Hier, dimanche, je me suis rendu au distributeur automatique de ma banque. Le robot fort courtois me souhaite la bienvenue dès mon arrivée. Il avale ma carte bleue que j’ai mise avec une petite réticence entre ses lèvres gloutonnes, et m’exhorte à la prudence pour taper mon code sur ses touches afin que personne ne puisse copier mon devoir en regardant par dessus mon épaule.
Toujours courtois, le robot me demande ce que je veux et même sous quelle forme je le veux. Je lui réclame un ticket, qu’il me donne après avoir recraché proprement ma carte bleue. Je m’en saisi rapidement car on sait que ces robots bancaires sont assez friands de la chose.
J’attends que la boîte à billets s’ouvre pour me donner mon argent.
Elle ne s’ouvre pas.
Porte close, pas de billets. Impression désagréable. Incompréhension.
Pourquoi moi ?
Mais sur l’écran le robot me remercie de ma venue. Ah ! Quel toupet ! Il vient de me piquer mon fric et m’en remercie !
Après un instant de stupeur, j’annule, je corrige je tempête, j’insulte, je tape sur le ventre à fric du robot, rien n’y fait. La bête, ironique, passe même un peu de publicité, histoire de me distraire, et de ne pas perdre son temps devant mes protestations ridicules et vaines.
Je me calme et je prends conscience que ce robot n’a pas lu Isaac Azimov et ne connaît donc pas les lois de la robotique puisqu’il n’a pas hésité à me faire du mal en me volant.

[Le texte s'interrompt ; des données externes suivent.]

//! The dispatch loop and the handle for a spawned run.

use tokio::sync::mpsc;
use tokio::task::JoinHandle;
use tokio_stream::StreamExt;
use tokio_stream::wrappers::UnboundedReceiverStream;
use tokio_util::sync::CancellationToken;

use super::{
    DeliveryEvent, DeliveryKind, DispatchError, DispatchEvent, DispatchOutcome, RunConfig,
    StopReason, next_payload,
};
use crate::time::{Sleeper, TokioSleeper};
use crate::webhook::{HttpClient, HttpRequest};

/// Sends the payloads of a [`RunConfig`] to its webhook, one at a time.
///
/// Each attempt picks a payload, posts it as `{"content": <payload>}` and
/// classifies the answer:
///
/// - 429: emit [`DeliveryKind::RateLimited`], sleep for the cooldown and
///   retry the same attempt. There is no retry limit; only cancellation
///   ends a run against a permanently rate-limited webhook.
/// - 2xx: count it, emit [`DeliveryKind::Sent`].
/// - anything else, including transport errors: count it, emit
///   [`DeliveryKind::Failed`]. Never retried.
///
/// Counted attempts are followed by the pacing delay, except the last one.
///
/// Cancellation is checked only at the top of each attempt. A request,
/// cooldown or pacing delay already in progress always runs to completion.
///
/// # Type Parameters
///
/// - `H`: The HTTP client implementation
/// - `S`: The sleeper for pacing and cooldown (defaults to [`TokioSleeper`])
#[derive(Debug)]
pub struct Dispatcher<H, S = TokioSleeper> {
    client: H,
    sleeper: S,
}

impl<H> Dispatcher<H, TokioSleeper> {
    /// Creates a dispatcher that sleeps on the tokio timer.
    #[must_use]
    pub const fn new(client: H) -> Self {
        Self {
            client,
            sleeper: TokioSleeper,
        }
    }
}

impl<H, S> Dispatcher<H, S> {
    /// Replaces the sleeper used for pacing and cooldown.
    ///
    /// This is primarily useful for testing to avoid actual delays.
    #[must_use]
    pub fn with_sleeper<S2>(self, sleeper: S2) -> Dispatcher<H, S2> {
        Dispatcher {
            client: self.client,
            sleeper,
        }
    }
}

/// Mutable bookkeeping owned by one in-flight run.
struct RunState {
    sent_count: u64,
    cancel: CancellationToken,
}

impl RunState {
    const fn new(cancel: CancellationToken) -> Self {
        Self {
            sent_count: 0,
            cancel,
        }
    }

    fn is_cancelled(&self) -> bool {
        self.cancel.is_cancelled()
    }

    fn outcome(&self, reason: StopReason) -> DispatchOutcome {
        DispatchOutcome {
            sent_count: self.sent_count,
            reason,
        }
    }
}

fn emit(events: &mpsc::UnboundedSender<DispatchEvent>, event: DispatchEvent) {
    // A closed channel only means nobody is watching; the run goes on.
    let _ = events.send(event);
}

fn message_body(payload: &str) -> Vec<u8> {
    serde_json::json!({ "content": payload })
        .to_string()
        .into_bytes()
}

impl<H: HttpClient, S: Sleeper> Dispatcher<H, S> {
    /// Runs the loop to completion or cancellation.
    ///
    /// Events are pushed to `events` as they happen; the returned outcome is
    /// also emitted as the final [`DispatchEvent::Finished`].
    ///
    /// # Errors
    ///
    /// Returns the [`RunConfig::validate`] error, before any request is
    /// made, if the configuration is unusable.
    pub async fn run(
        &self,
        config: &RunConfig,
        cancel: &CancellationToken,
        events: &mpsc::UnboundedSender<DispatchEvent>,
    ) -> Result<DispatchOutcome, DispatchError> {
        config.validate()?;

        tracing::info!(
            "Sending {} message(s) with {:.2}s delay ({} order)",
            config.total_count,
            config.inter_send_delay.as_secs_f64(),
            config.order,
        );
        emit(
            events,
            DispatchEvent::Started {
                total_count: config.total_count,
                inter_send_delay: config.inter_send_delay,
            },
        );

        let mut state = RunState::new(cancel.clone());
        let mut attempt_index = 0;

        let reason = loop {
            if attempt_index >= config.total_count {
                break StopReason::Completed;
            }
            if state.is_cancelled() {
                break StopReason::Cancelled;
            }

            let payload = next_payload(&config.payloads, attempt_index, config.order)?;
            let delivery = self.attempt(config, attempt_index, payload).await;
            emit(events, DispatchEvent::Delivery(delivery));

            if !delivery.is_counted() {
                self.sleeper.sleep(config.rate_limit_cooldown).await;
                continue;
            }

            state.sent_count += 1;
            attempt_index += 1;

            if attempt_index < config.total_count {
                self.sleeper.sleep(config.inter_send_delay).await;
            }
        };

        let outcome = state.outcome(reason);
        tracing::info!("{outcome}");
        emit(events, DispatchEvent::Finished(outcome));

        Ok(outcome)
    }

    /// Issues one request and classifies the answer.
    async fn attempt(&self, config: &RunConfig, index: u64, payload: &str) -> DeliveryEvent {
        let request =
            HttpRequest::post(config.endpoint.clone()).with_json_body(message_body(payload));

        match self.client.request(request).await {
            Ok(response) if response.is_rate_limited() => {
                tracing::warn!(
                    "Webhook hit rate limit at message {index}, continuing in {:.2}s",
                    config.rate_limit_cooldown.as_secs_f64(),
                );
                DeliveryEvent::new(DeliveryKind::RateLimited, index, Some(response.status))
            }
            Ok(response) if response.is_success() => {
                tracing::debug!("Message {index} delivered ({})", response.status);
                DeliveryEvent::new(DeliveryKind::Sent, index, Some(response.status))
            }
            Ok(response) => {
                tracing::warn!(
                    "Message {index} rejected with {}: {}",
                    response.status,
                    response.body_text().unwrap_or_default(),
                );
                DeliveryEvent::new(DeliveryKind::Failed, index, Some(response.status))
            }
            Err(e) => {
                tracing::warn!("Message {index} could not be sent: {e}");
                DeliveryEvent::new(DeliveryKind::Failed, index, None)
            }
        }
    }
}

impl<H, S> Dispatcher<H, S>
where
    H: HttpClient + 'static,
    S: Sleeper + 'static,
{
    /// Validates `config` and starts the run on a tokio task.
    ///
    /// The returned handle owns the run's cancellation token and event
    /// subscription.
    ///
    /// # Errors
    ///
    /// Returns the [`RunConfig::validate`] error synchronously; nothing is
    /// spawned in that case.
    pub fn spawn(self, config: RunConfig) -> Result<RunHandle, DispatchError> {
        config.validate()?;

        let cancel = CancellationToken::new();
        let (tx, rx) = mpsc::unbounded_channel();

        let task = {
            let cancel = cancel.clone();
            tokio::spawn(async move { self.run(&config, &cancel, &tx).await })
        };

        Ok(RunHandle {
            cancel,
            events: UnboundedReceiverStream::new(rx),
            task,
        })
    }
}

/// Control surface of a spawned run.
///
/// The event subscription ends after [`DispatchEvent::Finished`], once the
/// run task has dropped its sender.
#[derive(Debug)]
pub struct RunHandle {
    cancel: CancellationToken,
    events: UnboundedReceiverStream<DispatchEvent>,
    task: JoinHandle<Result<DispatchOutcome, DispatchError>>,
}

impl RunHandle {
    /// Asks the run to stop at its next attempt boundary.
    ///
    /// Idempotent. Work already in progress is not interrupted.
    pub fn request_cancel(&self) {
        self.cancel.cancel();
    }

    /// Returns true once cancellation has been requested.
    #[must_use]
    pub fn is_cancel_requested(&self) -> bool {
        self.cancel.is_cancelled()
    }

    /// Returns a clone of the run's cancellation token.
    ///
    /// Cancelling the clone is the same as calling [`Self::request_cancel`].
    #[must_use]
    pub fn cancel_token(&self) -> CancellationToken {
        self.cancel.clone()
    }

    /// Waits for the next event, or `None` once the run has ended.
    pub async fn next_event(&mut self) -> Option<DispatchEvent> {
        self.events.next().await
    }

    /// Detaches the run and returns its event stream.
    ///
    /// The run keeps going in the background; keep a [`Self::cancel_token`]
    /// clone beforehand to stop it later.
    #[must_use]
    pub fn into_event_stream(self) -> UnboundedReceiverStream<DispatchEvent> {
        self.events
    }

    /// Waits for the run to finish and returns its outcome.
    ///
    /// Events not yet consumed are discarded.
    ///
    /// # Errors
    ///
    /// Returns [`DispatchError::Join`] if the run task panicked.
    pub async fn join(self) -> Result<DispatchOutcome, DispatchError> {
        self.task.await?
    }
}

Je suis donc parti les poches vides, mais nanti du ticket indiquant le montant de la somme prélevée sur mon compte par la machine hermétique, impassible, inculte et clignotante.
En revenant chez moi, énervé et appauvri, je songe à tous ces robots qui feront partie de plus en plus de la vie des humains.
A ces voitures bourrées d’électronique mais que l’on ne plus arrêter une fois emballées, à ces véhicules sans chauffeur qui, persuadés d'avoir raison, n’en feront qu’à leur tête d’électrons.
A ces robots ménagers qui, pour vous aider, finiront par bouffer la moquette après l’avoir arrosée.
A ces robots séduisants qui vous accompagneront dans votre chambre à coucher pour partager votre intimité en se glissant dans votre lit.
A ces robots médicaux qui, pris d’une folie carnivore, iront couper au bistouri électrique quelques tranches de foie pour se faire un tartare hépatique.
Mais aussi à tous ces robots tueurs, dont certains avaient un visage humain avant de se faire exploser.